Exercise brief:
Search the entries below for "when". Report each line where it occurs.

Available data:
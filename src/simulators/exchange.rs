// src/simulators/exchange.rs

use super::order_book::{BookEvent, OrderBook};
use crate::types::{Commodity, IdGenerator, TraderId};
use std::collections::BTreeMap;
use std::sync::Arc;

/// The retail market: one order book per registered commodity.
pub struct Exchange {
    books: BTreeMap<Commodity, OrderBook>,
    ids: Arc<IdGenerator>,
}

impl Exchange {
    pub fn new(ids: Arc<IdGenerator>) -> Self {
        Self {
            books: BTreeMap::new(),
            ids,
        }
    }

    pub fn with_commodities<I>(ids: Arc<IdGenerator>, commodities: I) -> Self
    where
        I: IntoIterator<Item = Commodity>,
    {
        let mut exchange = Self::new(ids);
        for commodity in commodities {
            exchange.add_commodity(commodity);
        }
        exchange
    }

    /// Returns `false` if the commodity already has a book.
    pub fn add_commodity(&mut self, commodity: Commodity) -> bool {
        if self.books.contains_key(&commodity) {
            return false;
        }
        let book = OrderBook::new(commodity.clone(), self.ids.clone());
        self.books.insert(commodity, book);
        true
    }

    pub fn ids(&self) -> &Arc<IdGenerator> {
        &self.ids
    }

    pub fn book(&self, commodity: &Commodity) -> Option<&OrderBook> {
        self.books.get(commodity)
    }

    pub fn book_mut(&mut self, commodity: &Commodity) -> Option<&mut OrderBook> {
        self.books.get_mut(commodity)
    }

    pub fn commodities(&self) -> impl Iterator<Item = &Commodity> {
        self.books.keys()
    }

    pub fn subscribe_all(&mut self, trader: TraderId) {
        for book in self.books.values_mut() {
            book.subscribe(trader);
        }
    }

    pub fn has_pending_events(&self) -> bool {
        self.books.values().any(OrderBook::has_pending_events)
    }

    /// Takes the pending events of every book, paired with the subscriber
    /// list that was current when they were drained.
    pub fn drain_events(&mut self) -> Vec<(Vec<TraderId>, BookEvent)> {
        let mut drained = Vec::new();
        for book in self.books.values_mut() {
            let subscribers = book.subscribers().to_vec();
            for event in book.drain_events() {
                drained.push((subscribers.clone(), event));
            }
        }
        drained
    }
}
==
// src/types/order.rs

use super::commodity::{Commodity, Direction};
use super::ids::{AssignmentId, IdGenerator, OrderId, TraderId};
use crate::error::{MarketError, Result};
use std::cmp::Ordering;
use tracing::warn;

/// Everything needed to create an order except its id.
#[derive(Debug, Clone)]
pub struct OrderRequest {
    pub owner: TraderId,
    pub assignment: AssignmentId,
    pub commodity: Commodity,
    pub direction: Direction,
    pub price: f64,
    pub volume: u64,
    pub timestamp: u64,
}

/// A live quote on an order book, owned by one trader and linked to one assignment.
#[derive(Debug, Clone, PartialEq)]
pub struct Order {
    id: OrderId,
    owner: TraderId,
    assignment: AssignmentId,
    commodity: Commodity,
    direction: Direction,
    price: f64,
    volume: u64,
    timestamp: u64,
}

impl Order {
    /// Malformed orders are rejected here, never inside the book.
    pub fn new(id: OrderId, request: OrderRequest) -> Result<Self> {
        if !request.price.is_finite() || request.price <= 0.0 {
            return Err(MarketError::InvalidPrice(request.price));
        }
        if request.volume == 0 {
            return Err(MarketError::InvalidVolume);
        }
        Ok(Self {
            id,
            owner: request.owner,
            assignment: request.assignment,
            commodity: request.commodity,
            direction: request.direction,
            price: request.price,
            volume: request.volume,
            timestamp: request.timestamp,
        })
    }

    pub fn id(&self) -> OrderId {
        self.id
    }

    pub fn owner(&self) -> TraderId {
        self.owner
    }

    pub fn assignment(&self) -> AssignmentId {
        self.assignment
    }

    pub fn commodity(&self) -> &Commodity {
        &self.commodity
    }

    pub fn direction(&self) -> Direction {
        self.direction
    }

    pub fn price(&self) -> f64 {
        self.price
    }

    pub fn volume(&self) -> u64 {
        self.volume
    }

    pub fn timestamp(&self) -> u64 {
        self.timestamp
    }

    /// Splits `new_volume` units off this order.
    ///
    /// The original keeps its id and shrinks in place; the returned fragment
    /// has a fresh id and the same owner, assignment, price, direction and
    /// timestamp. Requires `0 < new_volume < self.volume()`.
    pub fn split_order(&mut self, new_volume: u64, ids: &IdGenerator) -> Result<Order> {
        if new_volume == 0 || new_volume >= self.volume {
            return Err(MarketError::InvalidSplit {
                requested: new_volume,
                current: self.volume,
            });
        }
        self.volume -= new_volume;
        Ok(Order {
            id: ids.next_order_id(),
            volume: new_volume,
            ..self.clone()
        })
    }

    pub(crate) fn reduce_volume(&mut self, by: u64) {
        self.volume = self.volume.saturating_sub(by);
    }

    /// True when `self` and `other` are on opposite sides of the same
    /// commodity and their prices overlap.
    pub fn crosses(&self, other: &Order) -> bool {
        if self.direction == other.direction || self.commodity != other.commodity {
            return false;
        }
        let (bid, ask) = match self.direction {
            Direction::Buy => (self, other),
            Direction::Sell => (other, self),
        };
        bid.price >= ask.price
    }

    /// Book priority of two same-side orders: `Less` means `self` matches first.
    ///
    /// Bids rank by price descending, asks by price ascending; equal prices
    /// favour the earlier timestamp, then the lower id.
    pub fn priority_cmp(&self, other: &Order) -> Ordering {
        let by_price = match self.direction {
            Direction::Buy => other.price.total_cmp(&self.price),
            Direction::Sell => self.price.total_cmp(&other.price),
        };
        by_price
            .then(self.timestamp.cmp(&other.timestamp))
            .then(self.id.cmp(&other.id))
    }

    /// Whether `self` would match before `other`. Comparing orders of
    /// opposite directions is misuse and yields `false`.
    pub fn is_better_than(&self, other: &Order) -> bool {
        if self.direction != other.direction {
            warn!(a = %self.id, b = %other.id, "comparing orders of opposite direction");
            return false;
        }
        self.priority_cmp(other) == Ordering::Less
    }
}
---
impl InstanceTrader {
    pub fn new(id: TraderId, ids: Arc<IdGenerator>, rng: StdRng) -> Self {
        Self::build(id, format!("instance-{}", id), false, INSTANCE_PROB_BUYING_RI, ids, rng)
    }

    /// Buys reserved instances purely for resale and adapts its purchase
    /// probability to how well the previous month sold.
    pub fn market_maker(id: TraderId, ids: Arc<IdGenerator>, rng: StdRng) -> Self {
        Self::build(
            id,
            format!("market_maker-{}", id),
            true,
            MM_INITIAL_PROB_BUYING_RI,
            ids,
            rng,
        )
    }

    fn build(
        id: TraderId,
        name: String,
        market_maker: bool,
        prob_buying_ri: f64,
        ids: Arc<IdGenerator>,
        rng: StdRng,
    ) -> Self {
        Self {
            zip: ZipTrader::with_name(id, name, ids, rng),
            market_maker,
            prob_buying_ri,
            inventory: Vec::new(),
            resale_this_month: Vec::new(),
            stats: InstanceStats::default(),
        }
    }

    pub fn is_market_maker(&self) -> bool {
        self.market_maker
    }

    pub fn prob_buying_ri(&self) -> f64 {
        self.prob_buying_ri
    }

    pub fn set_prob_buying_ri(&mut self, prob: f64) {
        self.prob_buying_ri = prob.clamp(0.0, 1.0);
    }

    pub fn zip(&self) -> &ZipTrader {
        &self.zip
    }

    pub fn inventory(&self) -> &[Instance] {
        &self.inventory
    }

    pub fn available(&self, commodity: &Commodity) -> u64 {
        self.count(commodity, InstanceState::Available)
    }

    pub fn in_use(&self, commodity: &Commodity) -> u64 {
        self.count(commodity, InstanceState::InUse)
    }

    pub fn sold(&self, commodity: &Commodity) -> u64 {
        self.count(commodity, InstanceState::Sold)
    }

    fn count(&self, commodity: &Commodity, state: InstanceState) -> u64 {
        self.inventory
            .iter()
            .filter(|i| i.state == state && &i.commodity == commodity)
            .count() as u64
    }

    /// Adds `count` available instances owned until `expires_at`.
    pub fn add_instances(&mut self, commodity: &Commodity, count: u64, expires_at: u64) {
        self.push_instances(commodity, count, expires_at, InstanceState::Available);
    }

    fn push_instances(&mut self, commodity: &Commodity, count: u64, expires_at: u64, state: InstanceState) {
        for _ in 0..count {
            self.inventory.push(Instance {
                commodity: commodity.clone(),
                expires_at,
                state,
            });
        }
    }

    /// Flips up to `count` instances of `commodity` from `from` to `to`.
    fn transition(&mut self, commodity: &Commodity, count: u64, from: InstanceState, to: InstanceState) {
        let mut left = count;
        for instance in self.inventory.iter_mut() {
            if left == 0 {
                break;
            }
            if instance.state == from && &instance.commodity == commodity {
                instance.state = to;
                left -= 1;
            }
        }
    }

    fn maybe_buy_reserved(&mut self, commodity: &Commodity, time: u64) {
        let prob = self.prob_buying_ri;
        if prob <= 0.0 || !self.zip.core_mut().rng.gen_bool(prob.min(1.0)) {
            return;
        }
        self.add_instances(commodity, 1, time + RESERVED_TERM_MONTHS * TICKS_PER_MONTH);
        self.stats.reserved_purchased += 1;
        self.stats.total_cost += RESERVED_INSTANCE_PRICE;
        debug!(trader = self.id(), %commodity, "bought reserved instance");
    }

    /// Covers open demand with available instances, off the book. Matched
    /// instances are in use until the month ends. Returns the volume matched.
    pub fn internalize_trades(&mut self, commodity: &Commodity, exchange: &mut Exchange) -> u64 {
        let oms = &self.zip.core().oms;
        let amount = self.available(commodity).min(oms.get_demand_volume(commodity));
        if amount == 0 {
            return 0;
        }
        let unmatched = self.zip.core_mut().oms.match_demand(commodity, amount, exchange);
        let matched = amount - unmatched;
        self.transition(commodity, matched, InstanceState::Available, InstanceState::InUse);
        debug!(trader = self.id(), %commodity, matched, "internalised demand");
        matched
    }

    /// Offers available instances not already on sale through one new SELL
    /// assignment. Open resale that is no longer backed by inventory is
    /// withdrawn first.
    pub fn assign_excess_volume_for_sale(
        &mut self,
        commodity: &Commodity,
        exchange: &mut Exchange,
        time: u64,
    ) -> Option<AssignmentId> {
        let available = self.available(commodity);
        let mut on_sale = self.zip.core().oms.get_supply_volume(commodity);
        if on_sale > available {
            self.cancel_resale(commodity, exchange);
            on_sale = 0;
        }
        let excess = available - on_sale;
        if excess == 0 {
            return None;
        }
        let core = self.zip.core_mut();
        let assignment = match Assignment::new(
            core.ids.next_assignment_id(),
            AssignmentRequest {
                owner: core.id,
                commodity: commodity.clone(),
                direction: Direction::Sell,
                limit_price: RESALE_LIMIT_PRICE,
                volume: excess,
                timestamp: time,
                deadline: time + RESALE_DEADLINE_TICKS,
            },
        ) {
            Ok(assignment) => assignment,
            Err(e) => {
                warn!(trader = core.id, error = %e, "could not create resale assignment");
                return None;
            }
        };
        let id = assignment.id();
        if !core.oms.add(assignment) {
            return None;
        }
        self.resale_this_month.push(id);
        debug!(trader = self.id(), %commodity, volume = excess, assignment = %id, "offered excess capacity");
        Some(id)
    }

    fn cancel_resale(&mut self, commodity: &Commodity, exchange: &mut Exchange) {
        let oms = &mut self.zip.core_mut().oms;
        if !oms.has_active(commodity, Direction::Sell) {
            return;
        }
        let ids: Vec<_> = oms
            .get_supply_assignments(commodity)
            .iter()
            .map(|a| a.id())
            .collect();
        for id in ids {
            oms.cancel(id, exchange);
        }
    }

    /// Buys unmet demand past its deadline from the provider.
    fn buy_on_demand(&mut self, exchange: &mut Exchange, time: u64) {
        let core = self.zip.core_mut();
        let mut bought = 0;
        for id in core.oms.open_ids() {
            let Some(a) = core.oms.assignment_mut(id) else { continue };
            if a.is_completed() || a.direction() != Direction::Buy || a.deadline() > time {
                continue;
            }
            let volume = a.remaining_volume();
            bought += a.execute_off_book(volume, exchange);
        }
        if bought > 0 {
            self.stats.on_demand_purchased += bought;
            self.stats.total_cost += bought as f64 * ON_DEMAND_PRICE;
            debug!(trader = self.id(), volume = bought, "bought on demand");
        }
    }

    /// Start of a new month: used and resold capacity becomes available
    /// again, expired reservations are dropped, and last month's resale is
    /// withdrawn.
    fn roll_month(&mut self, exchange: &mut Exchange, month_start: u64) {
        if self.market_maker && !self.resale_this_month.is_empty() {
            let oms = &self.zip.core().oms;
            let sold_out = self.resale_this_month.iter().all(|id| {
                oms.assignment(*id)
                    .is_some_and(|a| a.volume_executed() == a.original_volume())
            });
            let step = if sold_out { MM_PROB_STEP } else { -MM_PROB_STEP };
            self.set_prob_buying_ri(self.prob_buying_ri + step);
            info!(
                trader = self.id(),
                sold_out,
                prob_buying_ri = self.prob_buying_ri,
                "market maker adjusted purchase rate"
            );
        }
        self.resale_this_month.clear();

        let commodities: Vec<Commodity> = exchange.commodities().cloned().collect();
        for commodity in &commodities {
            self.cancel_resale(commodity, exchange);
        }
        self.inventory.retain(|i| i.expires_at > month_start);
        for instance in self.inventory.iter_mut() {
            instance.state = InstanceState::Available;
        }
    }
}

Task result:
    /// list that was current when they were drained.
    /// True when `self` and `other` are on opposite sides of the same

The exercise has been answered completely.